ASSIGNMENT
Each line of the records containing "binding" is to be copied out and returned.
======== DATA EXTRACT
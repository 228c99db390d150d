//! Shared types between conductor, workers and the binding layer
//!
//! These types are exchanged by:
//! - The conductor and its workers (superstep reports, aggregator values)
//! - The binding entry points (start requests, status documents, errors)
//!
//! Serializable with serde for JSON across node boundaries

use chrono::{DateTime, Utc};
use serde::{Deserialize, Serialize};
use std::fmt;

// ============================================================================
// Core Types
// ============================================================================

/// Well-known field holding the name -> value mapping of aggregator values
pub const AGGREGATORS_KEY: &str = "aggregators";

/// Unique identifier of one running computation
#[derive(Debug, Clone, Copy, Serialize, Deserialize, PartialEq, Eq, Hash, PartialOrd, Ord)]
#[serde(transparent)]
pub struct ExecutionNumber(pub u64);

impl ExecutionNumber {
    pub fn value(&self) -> u64 {
        self.0
    }
}

impl fmt::Display for ExecutionNumber {
    fn fmt(&self, f: &mut fmt::Formatter<'_>) -> fmt::Result {
        write!(f, "{}", self.0)
    }
}

impl From<u64> for ExecutionNumber {
    fn from(value: u64) -> Self {
        Self(value)
    }
}

/// Lifecycle state of an execution
///
/// ```text
/// Created -> Running(gss) -> Running(gss + 1) -> ...
///                |
///                +--> Converged | Canceled | Failed
/// ```
#[derive(Debug, Clone, Copy, Serialize, Deserialize, PartialEq, Eq)]
#[serde(rename_all = "snake_case")]
pub enum ExecutionState {
    Created,
    Running,
    Converged,
    Canceled,
    Failed,
}

impl ExecutionState {
    pub fn is_terminal(&self) -> bool {
        matches!(self, Self::Converged | Self::Canceled | Self::Failed)
    }

    pub fn as_str(&self) -> &'static str {
        match self {
            Self::Created => "created",
            Self::Running => "running",
            Self::Converged => "converged",
            Self::Canceled => "canceled",
            Self::Failed => "failed",
        }
    }
}

impl fmt::Display for ExecutionState {
    fn fmt(&self, f: &mut fmt::Formatter<'_>) -> fmt::Result {
        f.write_str(self.as_str())
    }
}

// ============================================================================
// Requests
// ============================================================================

/// Options accepted by `pregel_start`
#[derive(Debug, Clone, Serialize, Deserialize, PartialEq, Default)]
pub struct PregelOptions {
    /// Upper bound on global supersteps; reaching it converges the execution
    #[serde(default)]
    pub max_gss: Option<u64>,
    /// Write each vertex value back into its document on convergence
    #[serde(default)]
    pub store: bool,
    /// Document attribute receiving the vertex value
    #[serde(default)]
    pub result_field: Option<String>,
    /// Barrier timeout in seconds
    #[serde(default)]
    pub timeout_secs: Option<u64>,
    /// Algorithm specific parameters
    #[serde(default)]
    pub params: serde_json::Value,
}

/// Start a computation over a set of collections
#[derive(Debug, Clone, Serialize, Deserialize, PartialEq)]
pub struct PregelStartRequest {
    pub algorithm: String,
    pub vertex_collections: Vec<String>,
    pub edge_collections: Vec<String>,
    #[serde(default)]
    pub options: PregelOptions,
}

// ============================================================================
// Status
// ============================================================================

/// Global counters of one superstep (or sum over all workers)
#[derive(Debug, Clone, Copy, Serialize, Deserialize, PartialEq, Eq, Default)]
pub struct SuperstepStats {
    pub active_count: u64,
    pub send_count: u64,
    pub received_count: u64,
}

impl SuperstepStats {
    pub fn accumulate(&mut self, other: &SuperstepStats) {
        self.active_count += other.active_count;
        self.send_count += other.send_count;
        self.received_count += other.received_count;
    }

    /// No vertex is active and nothing is left to deliver
    pub fn is_quiescent(&self) -> bool {
        self.active_count == 0 && self.send_count == 0
    }
}

/// Structured status document returned by `pregel_status`
#[derive(Debug, Clone, Serialize, Deserialize, PartialEq)]
pub struct ExecutionStatus {
    pub execution_number: ExecutionNumber,
    pub algorithm: String,
    pub state: ExecutionState,
    /// Index of the current (or last) global superstep
    pub gss: u64,
    /// Number of supersteps every worker has completed
    pub superstep_count: u64,
    pub vertex_count: u64,
    pub edge_count: u64,
    /// Counters of the last completed superstep
    pub stats: SuperstepStats,
    /// Total messages sent over the whole execution
    pub total_send_count: u64,
    pub start_time: Option<DateTime<Utc>>,
    pub end_time: Option<DateTime<Utc>>,
    /// Seconds between start and end (or now while running)
    pub total_runtime: f64,
    pub aggregators: serde_json::Value,
    pub error: Option<String>,
}

// ============================================================================
// Errors
// ============================================================================

/// User visible error body
#[derive(Debug, Clone, Serialize, Deserialize, PartialEq, Eq)]
pub struct PregelErrorBody {
    pub code: String,
    pub message: String,
}
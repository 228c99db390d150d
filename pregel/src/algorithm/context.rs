use serde_json::Value;

use crate::aggregator::AggregatorHandler;
use crate::storage::EdgeDocument;

/// A message produced by a vertex during one superstep
#[derive(Debug, Clone, PartialEq)]
pub struct OutgoingMessage {
    pub to: String,
    pub payload: Value,
}

/// Everything a vertex program may see or touch while computing one vertex
pub struct VertexContext<'a> {
    vertex_id: &'a str,
    gss: u64,
    vertex_count: u64,
    edge_count: u64,
    value: &'a mut Value,
    edges: &'a [EdgeDocument],
    outbox: &'a mut Vec<OutgoingMessage>,
    local_aggregators: &'a AggregatorHandler,
    global_aggregators: &'a AggregatorHandler,
    voted_halt: bool,
}

impl<'a> VertexContext<'a> {
    #[allow(clippy::too_many_arguments)]
    pub fn new(
        vertex_id: &'a str,
        gss: u64,
        vertex_count: u64,
        edge_count: u64,
        value: &'a mut Value,
        edges: &'a [EdgeDocument],
        outbox: &'a mut Vec<OutgoingMessage>,
        local_aggregators: &'a AggregatorHandler,
        global_aggregators: &'a AggregatorHandler,
    ) -> Self {
        Self {
            vertex_id,
            gss,
            vertex_count,
            edge_count,
            value,
            edges,
            outbox,
            local_aggregators,
            global_aggregators,
            voted_halt: false,
        }
    }

    /// `collection/key` of the vertex being computed
    pub fn id(&self) -> &str {
        self.vertex_id
    }

    pub fn global_superstep(&self) -> u64 {
        self.gss
    }

    /// Vertices across all workers
    pub fn vertex_count(&self) -> u64 {
        self.vertex_count
    }

    pub fn edge_count(&self) -> u64 {
        self.edge_count
    }

    pub fn value(&self) -> &Value {
        &*self.value
    }

    pub fn set_value(&mut self, value: Value) {
        *self.value = value;
    }

    /// Outbound edges of this vertex
    pub fn edges(&self) -> &'a [EdgeDocument] {
        self.edges
    }

    pub fn send_message(&mut self, to: impl Into<String>, payload: Value) {
        self.outbox.push(OutgoingMessage {
            to: to.into(),
            payload,
        });
    }

    pub fn send_message_to_all_neighbors(&mut self, payload: Value) {
        for edge in self.edges {
            self.outbox.push(OutgoingMessage {
                to: edge.to.clone(),
                payload: payload.clone(),
            });
        }
    }

    /// Deactivate until a message arrives
    pub fn vote_halt(&mut self) {
        self.voted_halt = true;
    }

    pub fn has_voted_halt(&self) -> bool {
        self.voted_halt
    }

    /// Contribute to a named aggregator for this superstep
    pub fn aggregate(&self, name: &str, value: impl Into<Value>) {
        self.local_aggregators.aggregate(name, &value.into());
    }

    /// Globally merged value from the previous superstep
    pub fn aggregated_value(&self, name: &str) -> Option<Value> {
        self.global_aggregators.aggregated_value(name)
    }
}
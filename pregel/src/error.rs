//! Errors surfaced by the Pregel entry points
//!
//! Configuration and authorization problems are reported synchronously by
//! `pregel_start`. Worker side failures never cross the network as errors;
//! they arrive as failed reports and end up here only as `WorkerFailed`.

use shared_types::{ExecutionNumber, PregelErrorBody};

use crate::storage::StorageError;

#[derive(Debug, thiserror::Error, Clone)]
pub enum PregelError {
    /// No algorithm registered under this name
    #[error("algorithm not found: {0}")]
    UnknownAlgorithm(String),
    /// Vertex or edge collection does not exist
    #[error("collection not found: {0}")]
    CollectionNotFound(String),
    /// Collections of one execution are not sharded alike
    #[error("sharding mismatch: {0}")]
    ShardingMismatch(String),
    /// Caller lacks access to a collection
    #[error("forbidden: {0}")]
    Forbidden(String),
    /// Malformed request or algorithm parameters
    #[error("invalid request: {0}")]
    InvalidRequest(String),
    /// No execution registered under this number
    #[error("invalid execution number: {0}")]
    InvalidExecutionNumber(ExecutionNumber),
    /// Results requested before the execution converged
    #[error("execution {0} is not finished")]
    NotFinished(ExecutionNumber),
    /// A worker failed or could not be reached
    #[error("worker failed: {0}")]
    WorkerFailed(String),
    /// The conductor actor is gone
    #[error("conductor unavailable: {0}")]
    ConductorUnavailable(String),
    #[error("storage error: {0}")]
    Storage(#[from] StorageError),
}

impl PregelError {
    pub fn code(&self) -> &'static str {
        match self {
            PregelError::UnknownAlgorithm(_) => "UNKNOWN_ALGORITHM",
            PregelError::CollectionNotFound(_) => "COLLECTION_NOT_FOUND",
            PregelError::ShardingMismatch(_) => "SHARDING_MISMATCH",
            PregelError::Forbidden(_) => "FORBIDDEN",
            PregelError::InvalidRequest(_) => "INVALID_REQUEST",
            PregelError::InvalidExecutionNumber(_) => "INVALID_EXECUTION_NUMBER",
            PregelError::NotFinished(_) => "NOT_FINISHED",
            PregelError::WorkerFailed(_) => "WORKER_FAILED",
            PregelError::ConductorUnavailable(_) => "CONDUCTOR_UNAVAILABLE",
            PregelError::Storage(_) => "STORAGE",
        }
    }
}

impl From<PregelError> for PregelErrorBody {
    fn from(err: PregelError) -> Self {
        PregelErrorBody {
            code: err.code().to_string(),
            message: err.to_string(),
        }
    }
}
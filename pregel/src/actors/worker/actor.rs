//! WorkerActor - runs the shard of one node for one execution

use std::sync::Arc;

use async_trait::async_trait;
use ractor::{Actor, ActorProcessingErr, ActorRef};

use super::protocol::{ShardSetup, WorkerMsg, WorkerPlacement};
use super::shard::ShardState;
use crate::actors::conductor::ConductorMsg;
use crate::algorithm::AlgorithmRegistry;
use crate::storage::GraphStore;

#[derive(Debug, Default)]
pub struct WorkerActor;

/// Arguments for spawning WorkerActor
#[derive(Clone)]
pub struct WorkerArguments {
    pub placement: WorkerPlacement,
    /// Storage of the node the worker runs on
    pub store: Arc<dyn GraphStore>,
    /// Algorithms known on that node
    pub algorithms: AlgorithmRegistry,
}

pub struct WorkerState {
    placement: WorkerPlacement,
    store: Arc<dyn GraphStore>,
    algorithms: AlgorithmRegistry,
    /// Peers by routing index, including this worker
    peers: Vec<ActorRef<WorkerMsg>>,
    /// `None` until prepared and after a failed superstep
    shard: Option<ShardState>,
}

#[async_trait]
impl Actor for WorkerActor {
    type Msg = WorkerMsg;
    type State = WorkerState;
    type Arguments = WorkerArguments;

    async fn pre_start(
        &self,
        myself: ActorRef<Self::Msg>,
        args: Self::Arguments,
    ) -> Result<Self::State, ActorProcessingErr> {
        tracing::debug!(
            actor_id = %myself.get_id(),
            execution = %args.placement.execution,
            worker = args.placement.index,
            node = %args.placement.node,
            "WorkerActor starting"
        );
        Ok(WorkerState {
            placement: args.placement,
            store: args.store,
            algorithms: args.algorithms,
            peers: Vec::new(),
            shard: None,
        })
    }

    async fn handle(
        &self,
        myself: ActorRef<Self::Msg>,
        message: Self::Msg,
        state: &mut Self::State,
    ) -> Result<(), ActorProcessingErr> {
        match message {
            WorkerMsg::Prepare { setup } => self.handle_prepare(state, setup),
            WorkerMsg::RunSuperstep {
                gss,
                info,
                aggregators,
            } => {
                let result = match state.shard.as_mut() {
                    None => Err("worker has no prepared shard".to_string()),
                    Some(shard) => shard.run_superstep(gss, info, &aggregators),
                };
                let result = match result {
                    Ok(output) => {
                        let mut delivered = Ok(());
                        for (peer, messages) in output.remote {
                            let Some(target) = state.peers.get(peer) else {
                                delivered = Err(format!("no peer at routing index {peer}"));
                                break;
                            };
                            tracing::debug!(
                                execution = %state.placement.execution,
                                gss,
                                peer,
                                count = messages.len(),
                                "Delivering messages"
                            );
                            if let Err(e) =
                                target.send_message(WorkerMsg::DeliverMessages { gss, messages })
                            {
                                delivered = Err(format!("peer {peer} unreachable: {e}"));
                                break;
                            }
                        }
                        delivered.map(|_| output.report)
                    }
                    Err(e) => Err(e),
                };
                if let Err(e) = &result {
                    tracing::error!(
                        execution = %state.placement.execution,
                        worker = state.placement.index,
                        gss,
                        error = %e,
                        "Superstep failed"
                    );
                    state.shard = None;
                }
                report(
                    &state.placement,
                    ConductorMsg::SuperstepDone {
                        worker: state.placement.index,
                        gss,
                        result,
                    },
                );
            }
            WorkerMsg::DeliverMessages { gss, messages } => match state.shard.as_mut() {
                Some(shard) => {
                    if let Err(e) = shard.accept(gss, messages) {
                        tracing::warn!(
                            execution = %state.placement.execution,
                            worker = state.placement.index,
                            error = %e,
                            "Discarding out-of-order messages"
                        );
                    }
                }
                None => {
                    tracing::debug!(
                        execution = %state.placement.execution,
                        gss,
                        "Discarding messages for an unprepared shard"
                    );
                }
            },
            WorkerMsg::Finalize { store } => {
                let result = match state.shard.as_ref() {
                    None => Err("worker has no prepared shard".to_string()),
                    Some(_) if !store => Ok(()),
                    Some(shard) => shard
                        .store_results(state.store.as_ref())
                        .map_err(|e| e.to_string()),
                };
                report(
                    &state.placement,
                    ConductorMsg::Finalized {
                        worker: state.placement.index,
                        result,
                    },
                );
            }
            WorkerMsg::CollectResults { reply } => {
                let results = state
                    .shard
                    .as_ref()
                    .map(ShardState::results)
                    .ok_or_else(|| "worker has no prepared shard".to_string());
                let _ = reply.send(results);
            }
            WorkerMsg::Discard => {
                tracing::debug!(
                    execution = %state.placement.execution,
                    worker = state.placement.index,
                    "Discarding shard"
                );
                state.shard = None;
                state.peers.clear();
                myself.stop(Some("discarded".to_string()));
            }
        }
        Ok(())
    }

    async fn post_stop(
        &self,
        myself: ActorRef<Self::Msg>,
        state: &mut Self::State,
    ) -> Result<(), ActorProcessingErr> {
        tracing::debug!(
            actor_id = %myself.get_id(),
            execution = %state.placement.execution,
            worker = state.placement.index,
            "WorkerActor stopped"
        );
        Ok(())
    }
}

impl WorkerActor {
    fn handle_prepare(&self, state: &mut WorkerState, setup: ShardSetup) {
        let result = ShardState::prepare(
            state.placement.index,
            &setup,
            state.store.as_ref(),
            &state.algorithms,
        );
        let result = match result {
            Ok(shard) => {
                let summary = shard.summary();
                tracing::info!(
                    execution = %state.placement.execution,
                    worker = state.placement.index,
                    node = %state.placement.node,
                    partitions = ?setup.partitions,
                    vertices = summary.vertex_count,
                    edges = summary.edge_count,
                    "Shard prepared"
                );
                state.shard = Some(shard);
                state.peers = setup.routing.workers;
                Ok(summary)
            }
            Err(e) => {
                tracing::error!(
                    execution = %state.placement.execution,
                    worker = state.placement.index,
                    error = %e,
                    "Failed to prepare shard"
                );
                Err(e)
            }
        };
        report(
            &state.placement,
            ConductorMsg::ShardPrepared {
                worker: state.placement.index,
                result,
            },
        );
    }
}

fn report(placement: &WorkerPlacement, message: ConductorMsg) {
    if let Err(e) = placement.conductor.send_message(message) {
        tracing::warn!(
            execution = %placement.execution,
            worker = placement.index,
            error = %e,
            "Conductor unreachable, dropping report"
        );
    }
}
//! Algorithms - pluggable vertex programs
//!
//! An [`Algorithm`] is stateless apart from its configuration. It hands out
//! one [`VertexComputation`] per worker, an optional [`MessageCombiner`] and
//! the aggregators it knows by name. Algorithms are looked up by name in the
//! [`AlgorithmRegistry`].

mod context;
pub mod connected_components;
pub mod pagerank;
mod registry;
pub mod sssp;

use serde_json::Value;
use std::cmp::Ordering;

use crate::aggregator::Aggregator;
use crate::storage::VertexDocument;

pub use context::{OutgoingMessage, VertexContext};
pub use registry::{AlgorithmFactory, AlgorithmRegistry};

/// Errors raised by a vertex program; they abort the whole superstep
#[derive(Debug, thiserror::Error, Clone, PartialEq)]
pub enum ComputeError {
    #[error("invalid vertex value: {0}")]
    InvalidValue(String),
    #[error("invalid edge: {0}")]
    InvalidEdge(String),
    #[error("{0}")]
    Failed(String),
}

pub trait Algorithm: Send + Sync {
    fn name(&self) -> &str;

    /// Value of a vertex before superstep 0
    fn initial_value(&self, _vertex: &VertexDocument) -> Value {
        Value::Null
    }

    fn create_computation(&self) -> Box<dyn VertexComputation>;

    fn message_combiner(&self) -> Option<Box<dyn MessageCombiner>> {
        None
    }

    /// Fresh aggregator for `name`, or `None` if this algorithm has none
    fn aggregator(&self, _name: &str) -> Option<Box<dyn Aggregator>> {
        None
    }
}

pub trait VertexComputation: Send {
    /// Called once per active vertex (or vertex with messages) per superstep
    fn compute(&mut self, ctx: &mut VertexContext<'_>, messages: &[Value])
        -> Result<(), ComputeError>;
}

/// Folds messages addressed to the same vertex into one
pub trait MessageCombiner: Send + Sync {
    fn combine(&self, current: &mut Value, incoming: Value);
}

pub struct SumCombiner;

impl MessageCombiner for SumCombiner {
    fn combine(&self, current: &mut Value, incoming: Value) {
        if let (Some(a), Some(b)) = (current.as_f64(), incoming.as_f64()) {
            *current = Value::from(a + b);
        }
    }
}

/// Keeps the smaller of two numbers or two strings
pub struct MinCombiner;

impl MessageCombiner for MinCombiner {
    fn combine(&self, current: &mut Value, incoming: Value) {
        if compare_values(&incoming, current) == Some(Ordering::Less) {
            *current = incoming;
        }
    }
}

/// Order numbers numerically and strings lexically; mixed kinds do not compare
pub fn compare_values(a: &Value, b: &Value) -> Option<Ordering> {
    match (a, b) {
        (Value::Number(x), Value::Number(y)) => x.as_f64()?.partial_cmp(&y.as_f64()?),
        (Value::String(x), Value::String(y)) => Some(x.cmp(y)),
        _ => None,
    }
}
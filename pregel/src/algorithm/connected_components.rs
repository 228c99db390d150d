//! Connected components by minimum-label propagation
//!
//! Each vertex starts labelled with its own id and forwards the smallest
//! label it has seen along its outbound edges. For components connected in
//! both directions every vertex ends with the component's minimal id.

use serde_json::Value;
use std::cmp::Ordering;

use super::{
    compare_values, Algorithm, ComputeError, MessageCombiner, MinCombiner, VertexComputation,
    VertexContext,
};
use crate::storage::VertexDocument;

pub const NAME: &str = "connectedcomponents";

#[derive(Debug, Clone, Copy, Default)]
pub struct ConnectedComponents;

impl Algorithm for ConnectedComponents {
    fn name(&self) -> &str {
        NAME
    }

    fn initial_value(&self, vertex: &VertexDocument) -> Value {
        Value::String(vertex.id.clone())
    }

    fn create_computation(&self) -> Box<dyn VertexComputation> {
        Box::new(ComponentsComputation)
    }

    fn message_combiner(&self) -> Option<Box<dyn MessageCombiner>> {
        Some(Box::new(MinCombiner))
    }
}

struct ComponentsComputation;

impl VertexComputation for ComponentsComputation {
    fn compute(&mut self, ctx: &mut VertexContext<'_>, messages: &[Value]) -> Result<(), ComputeError> {
        let mut changed = ctx.global_superstep() == 0;
        let mut label = ctx.value().clone();
        for message in messages {
            if compare_values(message, &label) == Some(Ordering::Less) {
                label = message.clone();
                changed = true;
            }
        }

        if changed {
            ctx.set_value(label.clone());
            ctx.send_message_to_all_neighbors(label);
        }
        ctx.vote_halt();
        Ok(())
    }
}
================
EXERCISE RESULT
//! Shared types between conductor, workers and the binding layer
//! - The binding entry points (start requests, status documents, errors)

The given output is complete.